The requirements for the product in the Intensive were very broad. The main specifications were that we needed to innovate a hair product, whether that be a hair tool or formulation, in about 10 weeks. We initially proposed two “safer” ideas that we thought would be very doable given the timeline and one ambitious project, a color changing hair dye. The inspiration for this came from popular consumer products we had seen on the market before, like color changing shirts, nail polishes, and mood rings. The response from L’Oréal experts about the color changing hair dye was very positive, so we decided to pursue it. At the final prototype evaluation, we presented a dye that could instantaneously change colors after being applied to hair using special spray solutions. The name of our prototype, Ombre Your Way, was inspired by the ability to mix sprays together to create an ombre effect on hair.
Evolution of the technology into a patent submission with L’Oréal has been very rewarding. I first had the chance to visit the L’Oréal Research Center in New Jersey, where I was able to meet some of their patent team and present the science of our prototype to the Hair Color Team. The patent submission is definitely a long process, but it has been very cool to see drafts of the submission in legal speak. I’m very appreciative of all of the internal support from L’Oréal in moving this process forward, especially from the organizer of the Intensive, Dr. Seyma Aslan.
This summer, you’re interning with L’Oréal. What are you working on, and how is it going?
I am very excited to be with the Hair Color Team for the summer. I can’t say much about what I am working on specifically, but I am doing a lot of formulation work. Working in industry has felt very different from an academic setting, so I’m glad that I have had the opportunity to experience both. An example of this is all of the additional considerations that go into making a formula that you don’t have to consider when doing academic research. Not only is the science important, but also attention to how similar products are doing in the market, whether there are any patents or right-to-market conflicts with the chosen raw ingredients, or whether your formula has a long enough shelf life and is resistant to growing microbes.

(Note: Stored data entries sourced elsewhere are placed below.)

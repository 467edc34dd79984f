//! Static colour themes
//!
//! Every theme is a compile-time table; hex literals are parsed by the
//! `const fn` [`Rgba::hex`].

use crate::sim::AttackType;

/// An sRGB colour with straight (non-premultiplied) alpha in `0.0..=1.0`.
#[derive(Clone, Copy, Debug, PartialEq)]
pub struct Rgba {
    pub r: u8,
    pub g: u8,
    pub b: u8,
    pub a: f32,
}

impl Rgba {
    pub const BLACK: Rgba = Rgba::new(0, 0, 0, 1.0);
    pub const WHITE: Rgba = Rgba::new(255, 255, 255, 1.0);
    pub const TRANSPARENT: Rgba = Rgba::new(0, 0, 0, 0.0);

    pub const fn new(r: u8, g: u8, b: u8, a: f32) -> Self {
        Self { r, g, b, a }
    }

    /// Parse an opaque `#rrggbb` literal at compile time.
    pub const fn hex(s: &str) -> Self {
        let bytes = s.as_bytes();
        assert!(bytes.len() == 7 && bytes[0] == b'#', "expected #rrggbb");
        Self {
            r: hex_byte(bytes[1], bytes[2]),
            g: hex_byte(bytes[3], bytes[4]),
            b: hex_byte(bytes[5], bytes[6]),
            a: 1.0,
        }
    }

    pub fn with_alpha(self, a: f32) -> Self {
        Self { a: a.clamp(0.0, 1.0), ..self }
    }

    /// Linear blend of all four channels.
    pub fn lerp(self, other: Rgba, t: f32) -> Self {
        let t = t.clamp(0.0, 1.0);
        let mix = |a: u8, b: u8| (a as f32 + (b as f32 - a as f32) * t).round() as u8;
        Self {
            r: mix(self.r, other.r),
            g: mix(self.g, other.g),
            b: mix(self.b, other.b),
            a: self.a + (other.a - self.a) * t,
        }
    }

    pub fn rgb_array(&self) -> [u8; 3] {
        [self.r, self.g, self.b]
    }
}

const fn hex_digit(c: u8) -> u8 {
    match c {
        b'0'..=b'9' => c - b'0',
        b'a'..=b'f' => c - b'a' + 10,
        b'A'..=b'F' => c - b'A' + 10,
        _ => panic!("invalid hex digit"),
    }
}

const fn hex_byte(hi: u8, lo: u8) -> u8 {
    hex_digit(hi) * 16 + hex_digit(lo)
}

#[derive(Clone, Copy, Debug)]
pub struct AttackColors {
    pub ddos: Rgba,
    pub malware: Rgba,
    pub phishing: Rgba,
    pub exploit: Rgba,
}

#[derive(Clone, Copy, Debug)]
pub struct ThemeColors {
    pub background: Rgba,
    pub text_primary: Rgba,
    pub text_secondary: Rgba,
    pub panel_bg: Rgba,
    pub panel_border: Rgba,
    pub accent: Rgba,
    pub globe_water: Rgba,
    pub globe_land: Rgba,
    pub globe_border: Rgba,
    pub globe_graticule: Rgba,
    pub country_border: Rgba,
    pub star_color: Rgba,
    pub halo_start: Rgba,
    pub halo_end: Rgba,
    pub attack_colors: AttackColors,
}

/// How the land layer is filled.
#[derive(Clone, Copy, Debug, PartialEq, Eq)]
pub enum LandStyle {
    /// One fill for every country plus border strokes.
    Composite,
    /// Per-country fill coloured by the latitude band of its centroid.
    Biome,
}

#[derive(Clone, Copy, Debug)]
pub struct Theme {
    pub id: &'static str,
    pub name: &'static str,
    pub colors: ThemeColors,
    pub land_style: LandStyle,
    /// Attack heads take the attack colour instead of white.
    pub tinted_heads: bool,
}

impl Theme {
    pub fn attack_color(&self, kind: AttackType) -> Rgba {
        let c = &self.colors.attack_colors;
        match kind {
            AttackType::Ddos => c.ddos,
            AttackType::Malware => c.malware,
            AttackType::Phishing => c.phishing,
            AttackType::Exploit => c.exploit,
        }
    }

    /// Primary, secondary and background RGB triples for external lighting.
    pub fn lighting_palette(&self) -> [[u8; 3]; 3] {
        [
            self.colors.accent.rgb_array(),
            self.colors.text_primary.rgb_array(),
            self.colors.background.rgb_array(),
        ]
    }

    pub fn by_id(id: &str) -> Option<&'static Theme> {
        THEMES.iter().find(|t| t.id.eq_ignore_ascii_case(id))
    }

    /// The theme following `id` in [`THEMES`], wrapping around.
    pub fn next_after(id: &str) -> &'static Theme {
        let idx = THEMES.iter().position(|t| t.id == id).unwrap_or(0);
        &THEMES[(idx + 1) % THEMES.len()]
    }
}

/// Latitude band colours used by [`LandStyle::Biome`].
#[derive(Clone, Copy, Debug, PartialEq, Eq)]
pub enum Biome {
    Ice,
    Boreal,
    Temperate,
    Arid,
    Savannah,
    Tropical,
}

impl Biome {
    pub fn from_latitude(lat: f64) -> Self {
        let lat = lat.abs();
        if lat > 60.0 {
            Biome::Ice
        } else if lat > 50.0 {
            Biome::Boreal
        } else if lat > 35.0 {
            Biome::Temperate
        } else if lat > 23.0 {
            Biome::Arid
        } else if lat > 10.0 {
            Biome::Savannah
        } else {
            Biome::Tropical
        }
    }

    pub const fn color(self) -> Rgba {
        match self {
            Biome::Ice => Rgba::hex("#e5e7eb"),
            Biome::Boreal => Rgba::hex("#14532d"),
            Biome::Temperate => Rgba::hex("#15803d"),
            Biome::Arid => Rgba::hex("#d4b483"),
            Biome::Savannah => Rgba::hex("#3f6212"),
            Biome::Tropical => Rgba::hex("#064e3b"),
        }
    }
}

const STANDARD_ATTACKS: AttackColors = AttackColors {
    ddos: Rgba::hex("#ef4444"),
    malware: Rgba::hex("#22c55e"),
    phishing: Rgba::hex("#eab308"),
    exploit: Rgba::hex("#d946ef"),
};

pub static THEMES: [Theme; 5] = [
    Theme {
        id: "cyber",
        name: "Cyber Dark",
        colors: ThemeColors {
            background: Rgba::hex("#050505"),
            text_primary: Rgba::hex("#e0e0e0"),
            text_secondary: Rgba::hex("#94a3b8"),
            panel_bg: Rgba::new(15, 23, 42, 0.85),
            panel_border: Rgba::hex("#334155"),
            accent: Rgba::hex("#06b6d4"),
            globe_water: Rgba::hex("#111827"),
            globe_land: Rgba::hex("#1e293b"),
            globe_border: Rgba::hex("#0ea5e9"),
            globe_graticule: Rgba::hex("#1e293b"),
            country_border: Rgba::hex("#38bdf8"),
            star_color: Rgba::hex("#ffffff"),
            halo_start: Rgba::new(14, 165, 233, 0.0),
            halo_end: Rgba::new(14, 165, 233, 0.15),
            attack_colors: STANDARD_ATTACKS,
        },
        land_style: LandStyle::Composite,
        tinted_heads: false,
    },
    Theme {
        id: "light",
        name: "Corporate",
        colors: ThemeColors {
            background: Rgba::hex("#050505"),
            text_primary: Rgba::hex("#0f172a"),
            text_secondary: Rgba::hex("#64748b"),
            panel_bg: Rgba::new(255, 255, 255, 0.85),
            panel_border: Rgba::hex("#cbd5e1"),
            accent: Rgba::hex("#0284c7"),
            globe_water: Rgba::hex("#e0f2fe"),
            globe_land: Rgba::hex("#ffffff"),
            globe_border: Rgba::hex("#38bdf8"),
            globe_graticule: Rgba::hex("#94a3b8"),
            country_border: Rgba::hex("#475569"),
            star_color: Rgba::hex("#ffffff"),
            halo_start: Rgba::new(56, 189, 248, 0.0),
            halo_end: Rgba::new(56, 189, 248, 0.1),
            attack_colors: AttackColors {
                ddos: Rgba::hex("#dc2626"),
                malware: Rgba::hex("#16a34a"),
                phishing: Rgba::hex("#ca8a04"),
                exploit: Rgba::hex("#c026d3"),
            },
        },
        land_style: LandStyle::Composite,
        tinted_heads: false,
    },
    Theme {
        id: "matrix",
        name: "Terminal",
        colors: ThemeColors {
            background: Rgba::hex("#000000"),
            text_primary: Rgba::hex("#22c55e"),
            text_secondary: Rgba::hex("#15803d"),
            panel_bg: Rgba::new(0, 20, 0, 0.9),
            panel_border: Rgba::hex("#14532d"),
            accent: Rgba::hex("#4ade80"),
            globe_water: Rgba::hex("#022c22"),
            globe_land: Rgba::hex("#064e3b"),
            globe_border: Rgba::hex("#22c55e"),
            globe_graticule: Rgba::hex("#14532d"),
            country_border: Rgba::hex("#4ade80"),
            star_color: Rgba::hex("#15803d"),
            halo_start: Rgba::new(34, 197, 94, 0.0),
            halo_end: Rgba::new(34, 197, 94, 0.15),
            attack_colors: STANDARD_ATTACKS,
        },
        land_style: LandStyle::Composite,
        tinted_heads: true,
    },
    Theme {
        id: "midnight",
        name: "Midnight",
        colors: ThemeColors {
            background: Rgba::hex("#0f0518"),
            text_primary: Rgba::hex("#e9d5ff"),
            text_secondary: Rgba::hex("#7e22ce"),
            panel_bg: Rgba::new(26, 11, 46, 0.85),
            panel_border: Rgba::hex("#581c87"),
            accent: Rgba::hex("#d8b4fe"),
            globe_water: Rgba::hex("#2e1065"),
            globe_land: Rgba::hex("#4c1d95"),
            globe_border: Rgba::hex("#a855f7"),
            globe_graticule: Rgba::hex("#581c87"),
            country_border: Rgba::hex("#d8b4fe"),
            star_color: Rgba::hex("#e9d5ff"),
            halo_start: Rgba::new(168, 85, 247, 0.0),
            halo_end: Rgba::new(168, 85, 247, 0.15),
            attack_colors: AttackColors {
                ddos: Rgba::hex("#f472b6"),
                malware: Rgba::hex("#c084fc"),
                phishing: Rgba::hex("#fb7185"),
                exploit: Rgba::hex("#818cf8"),
            },
        },
        land_style: LandStyle::Composite,
        tinted_heads: false,
    },
    Theme {
        id: "geography",
        name: "Geography",
        colors: ThemeColors {
            background: Rgba::hex("#000000"),
            text_primary: Rgba::hex("#ffffff"),
            text_secondary: Rgba::hex("#94a3b8"),
            panel_bg: Rgba::new(0, 0, 0, 0.7),
            panel_border: Rgba::hex("#334155"),
            accent: Rgba::hex("#38bdf8"),
            globe_water: Rgba::hex("#001e36"),
            globe_land: Rgba::hex("#2d4c1e"),
            globe_border: Rgba::hex("#4d94ff"),
            globe_graticule: Rgba::new(255, 255, 255, 0.05),
            country_border: Rgba::TRANSPARENT,
            star_color: Rgba::hex("#ffffff"),
            halo_start: Rgba::new(77, 148, 255, 0.0),
            halo_end: Rgba::new(77, 148, 255, 0.15),
            attack_colors: STANDARD_ATTACKS,
        },
        land_style: LandStyle::Biome,
        tinted_heads: false,
    },
];
//! Frame rendering
//!
//! [`canvas`] is the raster target; [`frame`] paints the globe layers onto it.

pub mod canvas;
pub mod frame;

pub use canvas::Canvas;
pub use frame::FrameRenderer;
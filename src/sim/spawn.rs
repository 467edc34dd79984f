//! Random attack and satellite generation
//!
//! Everything here takes the RNG explicitly so a seeded [`ChaCha8Rng`]
//! reproduces the same stream of entities.
//!
//! [`ChaCha8Rng`]: rand_chacha::ChaCha8Rng

use super::{Attack, AttackType, Satellite, Velocity};
use crate::geo::{random_global_coord, random_land_coord, wrap_longitude, GeoCoord};
use rand::seq::SliceRandom;
use rand::Rng;
use std::f64::consts::TAU;
use std::net::Ipv4Addr;

pub const COMMON_PORTS: [u16; 14] = [80, 443, 22, 21, 25, 53, 3389, 8080, 445, 1433, 3306, 5432, 6379, 27017];

/// Source and target closer than this on both axes are rejected.
pub const MIN_SEPARATION: f64 = 0.1;

const TARGET_RETRIES: usize = 16;

pub fn random_ip<R: Rng + ?Sized>(rng: &mut R) -> Ipv4Addr {
    Ipv4Addr::new(
        rng.gen_range(1..=223),
        rng.gen_range(0..=254),
        rng.gen_range(0..=254),
        rng.gen_range(0..=254),
    )
}

fn pick_target<R: Rng + ?Sized>(rng: &mut R, source: GeoCoord, hubs: &[GeoCoord], restrict: bool) -> GeoCoord {
    for _ in 0..TARGET_RETRIES {
        let target = random_land_coord(rng, hubs, restrict);
        if !target.near(&source, MIN_SEPARATION) {
            return target;
        }
    }

    let target = random_global_coord(rng);
    if !target.near(&source, MIN_SEPARATION) {
        return target;
    }
    GeoCoord::new(wrap_longitude(source.lon + 1.0), target.lat)
}

/// Build a fresh attack with progress 0.
pub fn generate_attack<R: Rng + ?Sized>(rng: &mut R, hubs: &[GeoCoord], major_cities_only: bool, id: u64) -> Attack {
    let kind = AttackType::ALL[rng.gen_range(0..AttackType::ALL.len())];
    let source = random_land_coord(rng, hubs, major_cities_only);
    let target = pick_target(rng, source, hubs, major_cities_only);
    let technique = kind.techniques().choose(rng).copied().unwrap_or("Unknown");
    let port = COMMON_PORTS.choose(rng).copied().unwrap_or(443);

    Attack {
        id,
        source,
        target,
        source_ip: random_ip(rng),
        target_ip: random_ip(rng),
        technique,
        port,
        progress: 0.0,
        speed: rng.gen_range(0.005..0.015),
        kind,
        critical: rng.gen::<f64>() > 0.8,
        via_satellite: rng.gen::<f64>() > 0.7,
    }
}

pub fn generate_satellite<R: Rng + ?Sized>(rng: &mut R, id: u64) -> Satellite {
    let lon_speed = rng.gen_range(0.2..0.5);
    let direction = if rng.gen_bool(0.5) { 1.0 } else { -1.0 };
    Satellite {
        id,
        lat: rng.gen_range(-70.0..70.0),
        lon: wrap_longitude(rng.gen_range(-180.0..180.0)),
        altitude: rng.gen_range(1.1..1.4),
        velocity: Velocity {
            lat: rng.gen_range(-0.05..0.05),
            lon: lon_speed * direction,
        },
        angle: rng.gen_range(0.0..TAU),
    }
}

What stands out in the internship for me so far is the mentorship I’ve received and the willingness of all of my new colleagues to help me get started. Similarly, I’ve had a lot of encouragement from my PhD advisor at Yale, Professor James Mayer, in pursuing this opportunity. I’m grateful for the support on both ends.
Throughout your experience in the Intensive and now working more with L’Oréal, what’s one surprising or unexpected lesson you’ve learned?
As a student there is a lot of emphasis on what you don’t know and on the effort that should be made to learn. It is of course important to have self-awareness about things you don’t understand, but from this Intensive I’ve learned that it’s important to appreciate how far you’ve come as a student. It’s okay to have confidence in the abilities you have so painstakingly developed. Realizing that we could trust our own instincts helped our team to evolve an idea into reality during the Intensive.